PROBLEM DESCRIPTION:
Please copy, exactly as they appear below, the lines from the one containing "assert_eq!(sim.set(0, 0).map(|set| set.len()), Some(1));" through the one containing "assert_eq!(core0.accesses, 2);".

Data records:
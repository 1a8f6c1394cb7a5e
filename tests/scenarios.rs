//! End-to-end coherence scenarios on a one-set, direct-mapped cache with
//! 16-byte (4-word) blocks.

use mesi_cache_sim::{AccessKind, CacheConfig, MesiState, Outcome, Simulator};

fn tiny(cores: usize) -> Simulator {
    Simulator::new(CacheConfig {
        cores,
        block_size: 16,
        cache_size: 16,
        associativity: 1,
        debug: false,
    })
    .unwrap()
}

/// Core 0 loads, core 1 loads, core 1 stores the same block.
fn shared_then_upgraded() -> Simulator {
    let mut sim = tiny(2);
    sim.perform_access(0x10, AccessKind::DataLoad, 0).unwrap();
    sim.perform_access(0x10, AccessKind::DataLoad, 1).unwrap();
    sim.perform_access(0x10, AccessKind::DataStore, 1).unwrap();
    sim
}

#[test]
fn cold_load_fetches_from_memory() {
    let mut sim = tiny(1);
    assert_eq!(
        sim.perform_access(0x10, AccessKind::DataLoad, 0),
        Ok(Outcome::Miss)
    );
    assert_eq!(sim.line_state(0, 0x10), Some(MesiState::Exclusive));
    let stats = &sim.snapshot_statistics()[0];
    assert_eq!(stats.accesses, 1);
    assert_eq!(stats.misses, 1);
    assert_eq!(stats.demand_fetches, 4);
    assert_eq!(stats.fetches_into_cache, 4);
    assert_eq!(stats.broadcasts, 1);
    assert_eq!(stats.read_requests, 1);
}

#[test]
fn store_to_exclusive_line_is_silent() {
    let mut sim = tiny(1);
    sim.perform_access(0x10, AccessKind::DataLoad, 0).unwrap();
    assert_eq!(
        sim.perform_access(0x10, AccessKind::DataStore, 0),
        Ok(Outcome::Hit)
    );
    assert_eq!(sim.line_state(0, 0x10), Some(MesiState::Modified));
    let stats = &sim.snapshot_statistics()[0];
    assert_eq!(stats.accesses, 2);
    assert_eq!(stats.misses, 1);
    assert_eq!(stats.broadcasts, 1);
    assert_eq!(stats.write_requests, 1);
}

#[test]
fn second_reader_shares_with_exclusive_owner() {
    let mut sim = tiny(2);
    sim.perform_access(0x10, AccessKind::DataLoad, 0).unwrap();
    assert_eq!(
        sim.perform_access(0x10, AccessKind::DataLoad, 1),
        Ok(Outcome::Miss)
    );
    assert_eq!(sim.line_state(0, 0x10), Some(MesiState::Shared));
    assert_eq!(sim.line_state(1, 0x10), Some(MesiState::Shared));
    let stats = &sim.snapshot_statistics()[1];
    assert_eq!(stats.misses, 1);
    assert_eq!(stats.fetches_into_cache, 4);
    assert_eq!(stats.demand_fetches, 0);
    assert_eq!(stats.broadcasts, 1);
    assert_eq!(sim.snapshot_statistics()[0].copies_back, 0);
}

#[test]
fn store_to_shared_line_invalidates_peers() {
    let sim = shared_then_upgraded();
    assert_eq!(sim.line_state(0, 0x10), Some(MesiState::Invalid));
    assert_eq!(sim.line_state(1, 0x10), Some(MesiState::Modified));
    let stats = &sim.snapshot_statistics()[1];
    assert_eq!(stats.accesses, 2);
    assert_eq!(stats.misses, 1);
    assert_eq!(stats.broadcasts, 2);
    assert_eq!(stats.fetches_into_cache, 4);
    assert_eq!(stats.demand_fetches, 0);
}

#[test]
fn evicting_modified_line_copies_back() {
    let mut sim = tiny(1);
    sim.perform_access(0x10, AccessKind::DataLoad, 0).unwrap();
    sim.perform_access(0x10, AccessKind::DataStore, 0).unwrap();
    assert_eq!(
        sim.perform_access(0x20, AccessKind::DataLoad, 0),
        Ok(Outcome::Miss)
    );
    assert_eq!(sim.line_state(0, 0x10), None);
    assert_eq!(sim.line_state(0, 0x20), Some(MesiState::Exclusive));
    let stats = &sim.snapshot_statistics()[0];
    assert_eq!(stats.replacements, 1);
    assert_eq!(stats.copies_back, 4);
    assert_eq!(stats.misses, 2);
    assert_eq!(stats.demand_fetches, 8);
}

#[test]
fn invalidated_line_is_reclaimed_in_place() {
    let mut sim = shared_then_upgraded();
    assert_eq!(
        sim.perform_access(0x10, AccessKind::DataLoad, 0),
        Ok(Outcome::HitInvalid)
    );
    assert_eq!(sim.set(0, 0).map(|set| set.len()), Some(1));
    assert_eq!(sim.line_state(0, 0x10), Some(MesiState::Shared));
    assert_eq!(sim.line_state(1, 0x10), Some(MesiState::Shared));

    let core0 = &sim.snapshot_statistics()[0];
    assert_eq!(core0.accesses, 2);
    assert_eq!(core0.misses, 2);
    assert_eq!(core0.replacements, 0);
    assert_eq!(core0.broadcasts, 2);
    assert_eq!(core0.fetches_into_cache, 8);
    assert_eq!(core0.demand_fetches, 4);
    // core 1 supplied its dirty block
    assert_eq!(sim.snapshot_statistics()[1].copies_back, 4);
}

#[test]
fn reclaimed_line_becomes_exclusive_without_holders() {
    let mut sim = shared_then_upgraded();
    // push core 1's modified copy out of its only slot
    sim.perform_access(0x20, AccessKind::DataLoad, 1).unwrap();
    assert_eq!(sim.snapshot_statistics()[1].copies_back, 4);

    assert_eq!(
        sim.perform_access(0x10, AccessKind::DataLoad, 0),
        Ok(Outcome::HitInvalid)
    );
    assert_eq!(sim.line_state(0, 0x10), Some(MesiState::Exclusive));
    assert_eq!(sim.snapshot_statistics()[0].demand_fetches, 8);
}

#[test]
fn write_to_invalidated_line_takes_ownership() {
    let mut sim = shared_then_upgraded();
    assert_eq!(
        sim.perform_access(0x10, AccessKind::DataStore, 0),
        Ok(Outcome::HitInvalid)
    );
    assert_eq!(sim.line_state(0, 0x10), Some(MesiState::Modified));
    assert_eq!(sim.line_state(1, 0x10), Some(MesiState::Invalid));
}

#[test]
fn write_miss_on_modified_peer_fetches_from_bus() {
    let mut sim = tiny(2);
    sim.perform_access(0x10, AccessKind::DataStore, 0).unwrap();
    assert_eq!(
        sim.perform_access(0x10, AccessKind::DataStore, 1),
        Ok(Outcome::Miss)
    );
    assert_eq!(sim.line_state(0, 0x10), Some(MesiState::Invalid));
    assert_eq!(sim.line_state(1, 0x10), Some(MesiState::Modified));
    let core1 = &sim.snapshot_statistics()[1];
    assert_eq!(core1.demand_fetches, 0);
    assert_eq!(core1.fetches_into_cache, 4);
    assert_eq!(core1.broadcasts, 1);
    assert_eq!(sim.snapshot_statistics()[0].copies_back, 0);
}

#[test]
fn instruction_fetches_count_as_reads() {
    let mut sim = tiny(1);
    sim.perform_access(0x10, AccessKind::InstructionLoad, 0).unwrap();
    sim.perform_access(0x10, AccessKind::InstructionLoad, 0).unwrap();
    let stats = &sim.snapshot_statistics()[0];
    assert_eq!(stats.read_requests, 2);
    assert_eq!(stats.write_requests, 0);
    assert_eq!(stats.misses, 1);
}

#[test]
fn flush_writes_back_remaining_dirty_lines() {
    let mut sim = shared_then_upgraded();
    sim.flush().unwrap();
    assert_eq!(sim.snapshot_statistics()[1].copies_back, 4);
    assert_eq!(sim.snapshot_statistics()[0].copies_back, 0);
    // the run is over but the state is left as it was
    assert_eq!(sim.line_state(1, 0x10), Some(MesiState::Modified));
}

#[test]
fn supports_more_than_eight_cores() {
    let mut sim = tiny(12);
    for core in 0..12 {
        sim.perform_access(0x10, AccessKind::DataLoad, core).unwrap();
    }
    let broadcasts = sim.snapshot_statistics()[11].broadcasts;
    sim.perform_access(0x10, AccessKind::DataStore, 11).unwrap();
    // one bus transaction no matter how many peers it invalidates
    assert_eq!(sim.snapshot_statistics()[11].broadcasts, broadcasts + 1);
    for core in 0..11 {
        assert_eq!(sim.line_state(core, 0x10), Some(MesiState::Invalid));
    }
    assert_eq!(sim.line_state(11, 0x10), Some(MesiState::Modified));
}
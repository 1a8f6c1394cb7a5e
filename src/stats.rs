use std::fmt;

/// Per-core counters. Traffic counters are in words.
#[derive(Debug, Clone, Default, PartialEq, Eq)]
pub struct CacheStats {
    pub accesses: u64,
    pub misses: u64,
    pub replacements: u64,
    pub demand_fetches: u64,
    pub fetches_into_cache: u64,
    pub copies_back: u64,
    pub broadcasts: u64,
    pub read_requests: u64,
    pub write_requests: u64,
}

impl CacheStats {
    pub fn miss_rate(&self) -> f64 {
        if self.accesses == 0 {
            0.0
        } else {
            self.misses as f64 / self.accesses as f64
        }
    }

    pub fn hit_rate(&self) -> f64 {
        if self.accesses == 0 {
            0.0
        } else {
            1.0 - self.miss_rate()
        }
    }

    fn absorb(&mut self, other: &CacheStats) {
        self.accesses += other.accesses;
        self.misses += other.misses;
        self.replacements += other.replacements;
        self.demand_fetches += other.demand_fetches;
        self.fetches_into_cache += other.fetches_into_cache;
        self.copies_back += other.copies_back;
        self.broadcasts += other.broadcasts;
        self.read_requests += other.read_requests;
        self.write_requests += other.write_requests;
    }
}

/// End-of-run summary over every core.
#[derive(Debug, Clone)]
pub struct Report {
    pub per_core: Vec<CacheStats>,
    pub total: CacheStats,
}

impl Report {
    pub fn new(per_core: &[CacheStats]) -> Self {
        let mut total = CacheStats::default();
        for stats in per_core {
            total.absorb(stats);
        }
        Self {
            per_core: per_core.to_vec(),
            total,
        }
    }
}

impl fmt::Display for Report {
    fn fmt(&self, f: &mut fmt::Formatter<'_>) -> fmt::Result {
        writeln!(f, "*** CACHE STATISTICS ***")?;
        for (core, stats) in self.per_core.iter().enumerate() {
            writeln!(f, "  CORE {core}")?;
            writeln!(f, "  accesses:  {}", stats.accesses)?;
            writeln!(f, "  misses:    {}", stats.misses)?;
            writeln!(
                f,
                "  miss rate: {:.6} ({:.6})",
                stats.miss_rate(),
                stats.hit_rate()
            )?;
            writeln!(f, "  replace:   {}", stats.replacements)?;
            writeln!(
                f,
                "  requests:  {} read, {} write",
                stats.read_requests, stats.write_requests
            )?;
        }
        writeln!(f)?;
        writeln!(f, "  TRAFFIC")?;
        writeln!(f, "  demand fetch (words): {}", self.total.demand_fetches)?;
        writeln!(f, "  fetch into cache (words): {}", self.total.fetches_into_cache)?;
        writeln!(f, "  broadcasts:           {}", self.total.broadcasts)?;
        write!(f, "  copies back (words):  {}", self.total.copies_back)
    }
}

TASK OUTPUT:
    assert_eq!(sim.set(0, 0).map(|set| set.len()), Some(1));
    assert_eq!(sim.line_state(0, 0x10), Some(MesiState::Shared));
    assert_eq!(sim.line_state(1, 0x10), Some(MesiState::Shared));

    let core0 = &sim.snapshot_statistics()[0];
    assert_eq!(core0.accesses, 2);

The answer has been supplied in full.